Friday, 11/19/2004 12:06:43 AM

Friday, November 19, 2004 12:06:43 AM

Post# of 97827
wbmw,

I'm not sure I see EPIC as just an instruction set. It's more of an instruction set philosophy. It's not the same as defining different op codes for move, add, and subtract routines ; EPIC actually attempts to make code more parallel through clever use of the compiler.

True, there is that, and there may be less overhead to it doing it in the compiler, rather than through dependency checking and scheduler in the CPU. But the result is similar - some instructions get executed in parallel.

Other than a well designed, low latency cache hierarchy

Which can be implemented on other processors

I think current IPF implementations are rather lame and lag the cutting edge going into designs like Power5; but even so, this so-called lame approach still delivers benchmarks that are compelling. I think a cutting edge IPF micro-architecture would really show some advantages over x86.

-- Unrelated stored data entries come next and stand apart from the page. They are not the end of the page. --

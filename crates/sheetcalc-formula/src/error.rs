//! Formula error types
//!
//! Spreadsheet errors such as `#NUM!` are ordinary [`Value`](crate::Value)s and
//! never show up here. [`FormulaError`] covers the structural failures that
//! stop a formula from being evaluated at all.

use sheetcalc_core::ErrorCode;
use thiserror::Error;

/// Result type for formula operations
pub type FormulaResult<T> = std::result::Result<T, FormulaError>;

/// Errors that can occur during formula parsing or evaluation
#[derive(Debug, Clone, PartialEq, Error)]
pub enum FormulaError {
    /// Formula parse error
    #[error("Parse error at offset {offset}: {message}")]
    Parse { offset: usize, message: String },

    /// Unknown function
    #[error("Unknown function: {0}")]
    UnknownFunction(String),

    /// Wrong number of arguments
    #[error("Wrong number of arguments for {function}: expected {expected}, got {actual}")]
    ArgumentCount {
        function: String,
        expected: String,
        actual: usize,
    },

    /// Reference to a sheet or cell that does not exist
    #[error("Invalid reference: {0}")]
    InvalidReference(String),

    /// Unrecognized compatibility mode name
    #[error("Unknown compatibility mode: {0}")]
    UnknownMode(String),
}

impl FormulaError {
    pub(crate) fn parse(offset: usize, message: impl Into<String>) -> Self {
        FormulaError::Parse {
            offset,
            message: message.into(),
        }
    }

    /// The error token a cell displays when its formula fails this way
    pub fn error_code(&self) -> ErrorCode {
        match self {
            FormulaError::Parse { .. } | FormulaError::UnknownFunction(_) => ErrorCode::Name,
            FormulaError::ArgumentCount { .. } | FormulaError::UnknownMode(_) => ErrorCode::Value,
            FormulaError::InvalidReference(_) => ErrorCode::Ref,
        }
    }
}

#[cfg(test)]
mod tests {
    use super::*;

    #[test]
    fn test_error_codes() {
        assert_eq!(FormulaError::parse(3, "bad").error_code(), ErrorCode::Name);
        assert_eq!(
            FormulaError::UnknownFunction("FOO".into()).error_code(),
            ErrorCode::Name
        );
        assert_eq!(
            FormulaError::ArgumentCount {
                function: "NOT".into(),
                expected: "exactly 1".into(),
                actual: 2,
            }
            .error_code(),
            ErrorCode::Value
        );
        assert_eq!(
            FormulaError::InvalidReference("Nope!A1".into()).error_code(),
            ErrorCode::Ref
        );
    }

    #[test]
    fn test_display() {
        let err = FormulaError::parse(4, "Expected ')'");
        assert_eq!(err.to_string(), "Parse error at offset 4: Expected ')'");
    }
}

Assuming that x86 stays still, true. But as is, the biggest advantage Itanium has over the current x86 implementations is the large cache and 2 FP units. 2nd FP unit on x86 processors would instantly eliminate the SPEC_fp advantage that Itanium currently holds.

I am not sure that adding 2nd FP unit is the highest priority item on the agenda of x86 designers (who are looking at the real world benefits in general purpose computing). It's certainly not a priority for commercial enterprises, though it may be for scientific computing, multimedia and gaming.